StatsCan's Recent Spate of Mistakes

Governments and businesses thrive on timely and accurate statistics. That's why a series of embarrassing recent snafus by STATISTICS CANADA, the agency charged with measuring the pulse of the nation, is so troubling.

StatsCan's Recent Spate of Mistakes

Governments and businesses thrive on timely and accurate statistics. That's why a series of embarrassing recent snafus by STATISTICS CANADA, the agency charged with measuring the pulse of the nation, is so troubling. The biggest flub came in August, when StatsCan admitted it had underestimated five years of inflation data. But this year, there have been other incidents in which erroneous figures were released or computer systems failed to work properly. The fumbles come atop a long-standing complaint from economists and traders that StatsCan is infuriatingly slow at getting some of its numbers out. The lag time might have been grudgingly accepted when the quality of the product was impeccable. Now, the worry is, StatsCan is too late and too often wrong.

Take, for instance, retail trade, an estimate of how we spend our loonies. New sales data comes out each month. On Oct. 23, StatsCan released its latest figures, which dated back to August. That's downright poky compared to the number crunchers down south. Ten days earlier, the U.S. Department of Commerce had already cranked out its estimate of American retail spending for September, offering a far more up-to-date window into the minds of U.S. consumers.

Nobody expects StatsCan to count every Buick, beer and bread loaf sold in the country. Instead, it surveys thousands of businesses each month and extrapolates its results into national figures. Naturally, there are errors, and the U.S. Census Bureau certainly has its share of gaffes. When put side by side, though, it's not clear StatsCan is much more accurate than the Census Bureau for all the extra time it takes to crunch the Canadian numbers. "It's a trade-off between timeliness and accuracy," says Martin Barnes, editor of BCA Research, who focuses on the U.S. economy and relies heavily on Census Bureau data. "People put a high premium on timeliness."

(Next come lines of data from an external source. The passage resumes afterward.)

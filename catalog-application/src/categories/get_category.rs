use super::dto::CategoryOutput;
use crate::{
    context::AppContext,
    error::AppResult,
    query::{Query, QueryHandler},
};
use async_trait::async_trait;
use catalog_domain::category::Category;
use catalog_domain::persist::Repository;
use serde::Deserialize;
use uuid::Uuid;

/// 按标识读取目录
#[derive(Debug, Clone, Copy, PartialEq, Eq, Deserialize)]
pub struct GetCategory {
    pub id: Uuid,
}

impl GetCategory {
    pub fn new(id: Uuid) -> Self {
        Self { id }
    }
}

impl Query for GetCategory {
    const NAME: &'static str = "GetCategory";
    type Dto = CategoryOutput;
}

pub struct GetCategoryHandler<R> {
    repository: R,
}

impl<R> GetCategoryHandler<R> {
    pub fn new(repository: R) -> Self {
        Self { repository }
    }
}

#[async_trait]
impl<R> QueryHandler<GetCategory> for GetCategoryHandler<R>
where
    R: Repository<Category>,
{
    async fn handle(&self, ctx: &AppContext, q: GetCategory) -> AppResult<CategoryOutput> {
        let category = self.repository.get(&q.id, &ctx.cancel).await?;
        tracing::debug!(query = GetCategory::NAME, category_id = %q.id, "category loaded");
        Ok(CategoryOutput::from(category))
    }
}
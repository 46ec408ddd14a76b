//! 字段校验引擎（Validation）
//!
//! 无状态、无副作用的字段级校验函数，入参为待校验的值与字段名。
//! 调用方通过 `?` 串联多个校验，遇到第一个失败即中止（不聚合多条违规）。
//!
//! 长度以 Unicode 标量值（`chars`）计数，而非字节数。
//!
use thiserror::Error;

/// 字段校验失败：携带字段名与固定模板生成的消息，消息原样对外暴露
#[derive(Debug, Clone, PartialEq, Eq, Error)]
#[error("{message}")]
pub struct ValidationError {
    field: String,
    message: String,
}

impl ValidationError {
    pub fn new(field: impl Into<String>, message: impl Into<String>) -> Self {
        Self {
            field: field.into(),
            message: message.into(),
        }
    }

    /// 违规字段名
    pub fn field(&self) -> &str {
        &self.field
    }

    /// 面向用户的错误消息
    pub fn message(&self) -> &str {
        &self.message
    }
}

/// 校验结果类型别名
pub type ValidationResult = Result<(), ValidationError>;

/// 值缺失时失败：`{field} should not be null`
pub fn not_null<T: ?Sized>(value: Option<&T>, field: &str) -> ValidationResult {
    match value {
        Some(_) => Ok(()),
        None => Err(ValidationError::new(
            field,
            format!("{field} should not be null"),
        )),
    }
}

/// 值缺失、为空或全为空白时失败：`{field} should not be empty or null`
pub fn not_null_or_empty(value: Option<&str>, field: &str) -> ValidationResult {
    match value {
        Some(v) if !v.trim().is_empty() => Ok(()),
        _ => Err(ValidationError::new(
            field,
            format!("{field} should not be empty or null"),
        )),
    }
}

/// 长度小于 `min` 时失败：`{field} should be at least {min} characters long`
pub fn min_length(value: &str, min: usize, field: &str) -> ValidationResult {
    if value.chars().count() < min {
        return Err(ValidationError::new(
            field,
            format!("{field} should be at least {min} characters long"),
        ));
    }
    Ok(())
}

/// 长度大于 `max` 时失败：`{field} should be less or equal {max} characters long`
pub fn max_length(value: &str, max: usize, field: &str) -> ValidationResult {
    if value.chars().count() > max {
        return Err(ValidationError::new(
            field,
            format!("{field} should be less or equal {max} characters long"),
        ));
    }
    Ok(())
}
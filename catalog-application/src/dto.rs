use serde::Serialize;

/// 用例输出载体：只含可序列化的平铺字段，不暴露领域聚合本身
pub trait Dto: Serialize + Send + Sync + 'static {}

/// 无输出的命令（如删除）
impl Dto for () {}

StatsCan enjoys a solid reputation for having reliable numbers, compared to other developed nations like Germany and Japan. But the agency has taken its lumps over the last year. Aside from the inflation gaffe in August, which StatsCan blamed on a software error, last April the agency fessed up to undervaluing worker output in 2005 because they overlooked the fact 2004 was a leap year. Then, in September, a computer glitch blocked economists from accessing certain mercantile trade data. StatsCan's plodding production schedule makes such blunders more glaring. "The complaint out there from international market participants isn't so much that they're too sloppy," says one economist. "It's that they're too slow."

StatsCan has launched a review of how it certifies and disseminates monthly data, and the final report, due in January, will identify "weak points" in its system so they can be corrected, says Louis Marc Ducharme, director of the prices division at the agency. But on the issue of timeliness, he says the agency has no plans to change its tactics. For one thing, the agency uses larger samples for its surveys than the U.S., while publishing data in greater detail, all in an effort to be more accurate. "Historically, we in Canada have preferred to wait a few days more and have greater details and less revisions," says Ducharme. He points to data from the Organization for Economic Co-operation and Development, which tracks member nations' gross domestic product (GDP) and how often the figures are revised. Since 2000, Canada has had the smallest absolute revision of all G7 countries. "They show when you compare countries, we fit in the middle in terms of timeliness, but we're higher in terms of quality," he says. "It's a question of where you put your priority."